Skyfire Unveils Mobile Browser At DEMOSkyfire Unveils Mobile Browser At DEMO
The software serves up Web pages created using dynamic Flash, advanced Ajax, and Java on cell phones, so users can interact with the pages the same way they would on a desktop
Startup Skyfire on Monday introduced a mobile browser that can display Web sites built using any Web technology, making the experience on a mobile phone very similar to the desktop.
The free, downloadable browser is currently being offered as a private beta for smartphones running Microsoft's Windows Mobile operating system. Skyfire said it will roll out versions for Symbian smartphones in the coming months and for other platforms thereafter. It will work on both touch screen and non-touch screen phones.
Meanwhile, Skyfire is previewing its browser at the Demo conference in Palm Desert, Calif., this week.
Skyfire's browser serves up Web pages created using dynamic Flash, advanced Ajax, and Java on mobile phones, so users can interact with the pages the same way they would on a desktop computer, according to the company. For example, a person can access the full YouTube, Facebook, and MySpace sites and use all the features instead of getting stripped-down mobile versions of the sites. They also can listen to any Internet-based music service, such as Last.fm.
"For too long, consumers have been promised the 'real Web' on their phone, only to be disappointed by slow rendering, error messages, no Flash support, watered down WAP pages, or second-rate mobile versions of their favorite site. Skyfire has remedied those ills at a speed not seen before on the mobile platform." said Nitin Bhandari, Skyfire's CEO, in a statement.
Skyfire claims its mobile browser loads content faster than any of the others offered on the market. Additionally, it provides a user interface that allows full screen navigation, thumbnail views, and zooming to make it easier to resize content and have it fit nicely on a phone's screen.
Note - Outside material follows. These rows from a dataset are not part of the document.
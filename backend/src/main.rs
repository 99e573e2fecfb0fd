//! Tablekit CLI - table data engine
//!
//! # Commands
//!
//! ```bash
//! tablekit serve                      # Start HTTP server (port 3000)
//! tablekit import people.csv          # Validate a CSV, print rows + errors
//! tablekit view people.csv --sort age # Print one page of the derived view
//! tablekit export people.csv          # Re-export accepted rows as CSV
//! ```

use clap::{Parser, Subcommand};
use std::fs;
use std::path::{Path, PathBuf};
use tablekit::{
    config::AppConfig, import_file, ImportResult, SortDirection, TableStore,
};

#[derive(Parser)]
#[command(name = "tablekit")]
#[command(about = "In-memory table engine with CSV import/export", long_about = None)]
struct Cli {
    #[command(subcommand)]
    command: Commands,
}

#[derive(Subcommand)]
enum Commands {
    /// Start HTTP server
    Serve {
        /// Port to listen on (default: TABLEKIT_PORT or 3000)
        #[arg(short, long)]
        port: Option<u16>,

        /// Page size (default: TABLEKIT_ROWS_PER_PAGE or 10)
        #[arg(long)]
        rows_per_page: Option<usize>,

        /// Start with an empty table instead of the sample rows
        #[arg(long)]
        no_seed: bool,
    },

    /// Validate a CSV file and print accepted rows and errors as JSON
    Import {
        /// Input CSV file
        input: PathBuf,
    },

    /// Import a CSV file and print one page of the derived view
    View {
        /// Input CSV file
        input: PathBuf,

        /// Search term
        #[arg(short, long)]
        search: Option<String>,

        /// Field to sort by
        #[arg(long)]
        sort: Option<String>,

        /// Sort descending
        #[arg(long)]
        desc: bool,

        /// Zero-based page index
        #[arg(long, default_value = "0")]
        page: usize,

        /// Rows per page
        #[arg(long)]
        rows_per_page: Option<usize>,
    },

    /// Import a CSV file and export the accepted rows
    Export {
        /// Input CSV file
        input: PathBuf,

        /// Output file (default: table-data-<date>.csv)
        #[arg(short, long)]
        output: Option<PathBuf>,
    },
}

#[tokio::main]
async fn main() {
    // Load .env file (if present)
    dotenvy::dotenv().ok();

    let cli = Cli::parse();
    let config = AppConfig::from_env();

    let result = match cli.command {
        Commands::Serve {
            port,
            rows_per_page,
            no_seed,
        } => {
            let config = AppConfig {
                port: port.unwrap_or(config.port),
                rows_per_page: rows_per_page.unwrap_or(config.rows_per_page),
                seed: config.seed && !no_seed,
            };
            cmd_serve(&config).await
        }

        Commands::Import { input } => cmd_import(&input).await,

        Commands::View {
            input,
            search,
            sort,
            desc,
            page,
            rows_per_page,
        } => {
            let options = ViewOptions {
                search,
                sort,
                desc,
                page,
                rows_per_page: rows_per_page.unwrap_or(config.rows_per_page),
            };
            cmd_view(&input, options).await
        }

        Commands::Export { input, output } => cmd_export(&input, output.as_deref()).await,
    };

    if let Err(e) = result {
        eprintln!("Error: {}", e);
        std::process::exit(1);
    }
}

async fn cmd_serve(config: &AppConfig) -> Result<(), Box<dyn std::error::Error>> {
    tablekit::server::start_server(config).await?;
    Ok(())
}

async fn cmd_import(input: &Path) -> Result<(), Box<dyn std::error::Error>> {
    let result = import_file(input).await;

    println!("{}", serde_json::to_string_pretty(&result)?);

    if !result.is_clean() {
        std::process::exit(1);
    }
    Ok(())
}

struct ViewOptions {
    search: Option<String>,
    sort: Option<String>,
    desc: bool,
    page: usize,
    rows_per_page: usize,
}

async fn cmd_view(input: &Path, options: ViewOptions) -> Result<(), Box<dyn std::error::Error>> {
    let mut store = load_store(input).await?;

    store.set_rows_per_page(options.rows_per_page);
    if let Some(term) = options.search {
        store.set_search_term(term);
    }
    if let Some(field) = options.sort {
        let direction = if options.desc {
            SortDirection::Desc
        } else {
            SortDirection::Asc
        };
        store.set_sorting(field, direction);
    }
    store.set_page(options.page);

    let page = store.view();
    eprintln!(
        "Page {} of {} ({} matching rows)",
        page.page + 1,
        page.page_count.max(1),
        page.total
    );
    if page.is_out_of_range() {
        eprintln!("Requested page is past the last page");
    }
    println!("{}", serde_json::to_string_pretty(&page)?);

    Ok(())
}

async fn cmd_export(input: &Path, output: Option<&Path>) -> Result<(), Box<dyn std::error::Error>> {
    let store = load_store(input).await?;
    let file = store.export_file();

    let path = output
        .map(Path::to_path_buf)
        .unwrap_or_else(|| PathBuf::from(&file.filename));
    fs::write(&path, &file.content)?;
    eprintln!("Exported {} rows to {}", store.rows().len(), path.display());

    Ok(())
}

/// Import `input` into an empty store, failing on any import error.
async fn load_store(input: &Path) -> Result<TableStore, Box<dyn std::error::Error>> {
    let result: ImportResult = import_file(input).await;
    let mut store = TableStore::empty();
    if !result.apply_to(&mut store) {
        for err in &result.errors {
            eprintln!("  {}", err);
        }
        return Err(format!("{} import errors in {}", result.errors.len(), input.display()).into());
    }
    Ok(store)
}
But Skyfire isn't the first company to come up with a zooming technique for a better user experience. Apple's touch-screen technology lets users zoom in and out of Web pages on the iPhone and the iPod touch using their fingers. Nokia's 8 GB N95 smartphone comes with a Web browser that lets a user zoom in or out of a page with a single key press.
Another startup, called Zumobi, in December started offering a beta software interface that allows users to zoom in on and enlarge content on Web sites accessed though mobile browsers. The startup uses technology called Zooming User Interface, developed and patented by Microsoft, to make that possible.
Opera Software, a provider of Web technologies for mobile devices, in November released the latest version of its mobile browser that enables users to access the content they want by using a zoom feature. Opera Software also has designed its free, downloadable browser so that it works on all types of mobile phones.
Then there's Mozilla, which is due to release a version of Mobile Firefox that can run Firefox extensions on mobile devices. Developers will be able to build rich applications for Mobile Firefox using extensible user-interface language (XUL), a markup language based on XML.
There's plenty of competition out there for Skyfire. Mobile Web browsers are finally improving, which is a welcome change for smartphone and cell phone users.